THERAPIST: Your heart sounds like it has swung back to towards that being more of a viable possibility.
CLIENT: Well honestly it’s also becoming a practical thing now. I mean this is not good. I cannot, unless I figure out something soon. I don’t, I mean something that is stable and pays decent and I don’t know. It becomes but then yeah it makes me think okay it’s both practical, and maybe it’s just good timing. I have been wanting to go there. It also forces our hand to really take care of this condo bullshit, you know what I mean? So it would be like, all right starting now let’s start planning, sell that fucking thing.
THERAPIST: Now that you’re moving
CLIENT: I’m sorry?
THERAPIST: Hold on to it no? Rent it.
CLIENT: Uh no, because then we still can’t. It’s about equity. We still cannot tap into anything to buy something. I still cannot do that plan that I have, you know? [00:08:04]

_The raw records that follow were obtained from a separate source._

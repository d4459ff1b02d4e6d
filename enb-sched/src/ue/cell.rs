/*
SPDX-FileCopyrightText: Copyright 2026 LG Electronics Inc.
SPDX-License-Identifier: MIT
*/

//! Per-carrier view of a UE: activation state, channel reports and HARQ.

use std::sync::Arc;

use tracing::info;

use crate::cell::SchedCellParams;
use crate::harq::HarqEntity;
use crate::tbs;
use crate::tti::TtiPoint;

#[derive(Debug, Clone, Copy, PartialEq, Eq, Default)]
pub enum CcState {
    /// Carrier not configured for this UE.
    #[default]
    Idle,
    /// Configured SCell waiting for its first valid CQI.
    Activating,
    Active,
}

#[derive(Debug, Clone)]
pub struct SchedUeCell {
    rnti: u16,
    params: Arc<SchedCellParams>,
    ue_cc_idx: Option<usize>,
    state: CcState,
    pub harq: HarqEntity,

    dl_cqi: u32,
    dl_cqi_tti: Option<TtiPoint>,
    dl_sb_cqi: Vec<u32>,
    dl_ri: u32,
    dl_pmi: u32,
    ul_cqi: u32,
    ul_snr_db: Option<f32>,
}

impl SchedUeCell {
    pub fn new(rnti: u16, params: Arc<SchedCellParams>) -> Self {
        let nof_sb = params.nof_cqi_subbands as usize;
        let initial_cqi = params.cfg.initial_dl_cqi.min(tbs::MAX_CQI);
        Self {
            rnti,
            params,
            ue_cc_idx: None,
            state: CcState::Idle,
            harq: HarqEntity::new(),
            dl_cqi: initial_cqi,
            dl_cqi_tti: None,
            dl_sb_cqi: vec![initial_cqi; nof_sb],
            dl_ri: 0,
            dl_pmi: 0,
            ul_cqi: 1,
            ul_snr_db: None,
        }
    }

    pub fn params(&self) -> &SchedCellParams {
        &self.params
    }

    pub fn ue_cc_idx(&self) -> Option<usize> {
        self.ue_cc_idx
    }

    pub fn state(&self) -> CcState {
        self.state
    }

    pub fn is_active(&self) -> bool {
        self.state == CcState::Active
    }

    /// Apply the carrier part of a UE configuration.  `ue_cc_idx == 0` is the
    /// PCell and is active immediately; SCells wait for a CQI.
    pub fn set_cfg(&mut self, ue_cc_idx: Option<usize>, active: bool) {
        let prev = self.state;
        self.ue_cc_idx = ue_cc_idx;
        self.state = match ue_cc_idx {
            None => CcState::Idle,
            Some(0) => CcState::Active,
            Some(_) if !active => CcState::Idle,
            Some(_) if prev == CcState::Active => CcState::Active,
            Some(_) => CcState::Activating,
        };
        if self.state == CcState::Idle && prev != CcState::Idle {
            self.harq.reset();
        }
        if self.state != prev {
            info!(
                rnti = self.rnti,
                cc = self.params.enb_cc_idx,
                from = ?prev,
                to = ?self.state,
                "carrier state change"
            );
        }
    }

    pub fn reset(&mut self) {
        self.harq.reset();
        self.dl_cqi = self.params.cfg.initial_dl_cqi.min(tbs::MAX_CQI);
        self.dl_cqi_tti = None;
        self.dl_sb_cqi.fill(self.dl_cqi);
        self.dl_ri = 0;
        self.dl_pmi = 0;
        self.ul_cqi = 1;
        self.ul_snr_db = None;
    }

    // ── Channel reports ───────────────────────────────────────────────────────

    pub fn set_dl_cqi(&mut self, tti_rx: TtiPoint, cqi: u32) {
        self.dl_cqi = cqi.min(tbs::MAX_CQI);
        self.dl_cqi_tti = Some(tti_rx);
        self.dl_sb_cqi.fill(self.dl_cqi);
        if self.state == CcState::Activating && self.dl_cqi > 0 {
            self.state = CcState::Active;
            info!(
                rnti = self.rnti,
                cc = self.params.enb_cc_idx,
                "SCell activated"
            );
        }
    }

    /// Subband report; the wideband CQI becomes the subband average.
    pub fn set_dl_sb_cqi(&mut self, tti_rx: TtiPoint, sb_idx: u32, cqi: u32) {
        if let Some(sb) = self.dl_sb_cqi.get_mut(sb_idx as usize) {
            *sb = cqi.min(tbs::MAX_CQI);
        }
        let n = self.dl_sb_cqi.len().max(1) as u32;
        let avg = self.dl_sb_cqi.iter().sum::<u32>() / n;
        self.dl_cqi_tti = Some(tti_rx);
        self.dl_cqi = avg;
    }

    pub fn set_dl_ri(&mut self, ri: u32) {
        self.dl_ri = ri;
    }

    pub fn set_dl_pmi(&mut self, pmi: u32) {
        self.dl_pmi = pmi;
    }

    pub fn set_ul_snr(&mut self, snr_db: f32) {
        self.ul_snr_db = Some(snr_db);
        self.ul_cqi = tbs::ul_snr_to_cqi(snr_db).max(1);
    }

    pub fn dl_cqi(&self) -> u32 {
        self.dl_cqi
    }

    /// TTI of the last DL CQI report, if any arrived.
    pub fn dl_cqi_tti(&self) -> Option<TtiPoint> {
        self.dl_cqi_tti
    }

    pub fn dl_sb_cqi(&self, sb_idx: u32) -> u32 {
        self.dl_sb_cqi
            .get(sb_idx as usize)
            .copied()
            .unwrap_or(self.dl_cqi)
    }

    pub fn dl_ri(&self) -> u32 {
        self.dl_ri
    }

    pub fn dl_pmi(&self) -> u32 {
        self.dl_pmi
    }

    pub fn ul_cqi(&self) -> u32 {
        self.ul_cqi
    }

    pub fn ul_snr_db(&self) -> Option<f32> {
        self.ul_snr_db
    }

    // ── Link adaptation ───────────────────────────────────────────────────────

    pub fn dl_mcs(&self) -> u32 {
        let args = &self.params.sched_args;
        args.pdsch_mcs
            .unwrap_or_else(|| tbs::cqi_to_mcs(self.dl_cqi, args.pdsch_max_mcs))
    }

    pub fn ul_mcs(&self) -> u32 {
        let args = &self.params.sched_args;
        args.pusch_mcs
            .unwrap_or_else(|| tbs::cqi_to_mcs(self.ul_cqi, args.pusch_max_mcs))
    }

    /// PDCCH aggregation level (log2) for a DCI to this UE.
    pub fn aggr_level(&self) -> u32 {
        tbs::aggr_level_from_cqi(self.dl_cqi, self.params.sched_args.max_aggr_level)
    }
}

#[cfg(test)]
mod tests {
    use super::*;
    use crate::config::{CellCfg, SchedArgs};

    fn ue_cell() -> SchedUeCell {
        let params =
            SchedCellParams::set_cfg(0, &CellCfg::default(), &SchedArgs::default()).unwrap();
        SchedUeCell::new(0x46, Arc::new(params))
    }

    #[test]
    fn pcell_is_active_immediately() {
        let mut c = ue_cell();
        assert_eq!(c.state(), CcState::Idle);
        c.set_cfg(Some(0), true);
        assert!(c.is_active());
    }

    #[test]
    fn scell_activates_on_first_valid_cqi() {
        let mut c = ue_cell();
        c.set_cfg(Some(1), true);
        assert_eq!(c.state(), CcState::Activating);
        c.set_dl_cqi(TtiPoint::new(10), 0);
        assert_eq!(c.state(), CcState::Activating);
        c.set_dl_cqi(TtiPoint::new(20), 9);
        assert!(c.is_active());
    }

    #[test]
    fn deconfigured_carrier_goes_idle() {
        let mut c = ue_cell();
        c.set_cfg(Some(0), true);
        c.set_cfg(None, false);
        assert_eq!(c.state(), CcState::Idle);
    }

    #[test]
    fn subband_cqi_updates_wideband_average() {
        let mut c = ue_cell();
        // 25 PRB → 4-PRB subbands → 7 subbands, all at initial CQI 5
        for sb in 0..7 {
            c.set_dl_sb_cqi(TtiPoint::new(1), sb, 12);
        }
        assert_eq!(c.dl_cqi(), 12);
        assert_eq!(c.dl_sb_cqi(3), 12);
    }

    #[test]
    fn fixed_mcs_overrides_cqi() {
        let params = SchedCellParams::set_cfg(
            0,
            &CellCfg::default(),
            &SchedArgs {
                pdsch_mcs: Some(17),
                ..Default::default()
            },
        )
        .unwrap();
        let mut c = SchedUeCell::new(0x46, Arc::new(params));
        c.set_dl_cqi(TtiPoint::new(0), 2);
        assert_eq!(c.dl_mcs(), 17);
    }

    #[test]
    fn snr_drives_ul_mcs() {
        let mut c = ue_cell();
        let low = c.ul_mcs();
        c.set_ul_snr(18.0);
        assert!(c.ul_mcs() > low);
    }
}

CLIENT: And also it’s not about that. It’s about also making sure that my mom is very set. You know? So that way, no mortgage, she’s getting that rent. It’s all income. There’s no more. There’s nothing to complain about money wise. You know? And also for me then I can, that equity is there. Who knows maybe I’ll fucking hate it. Who knows, so that when I’m back there’s, we can get to buying something else or. Or not, yeah you’re right.
THERAPIST: Why would you want to buy something else when you could just hold on to what you have?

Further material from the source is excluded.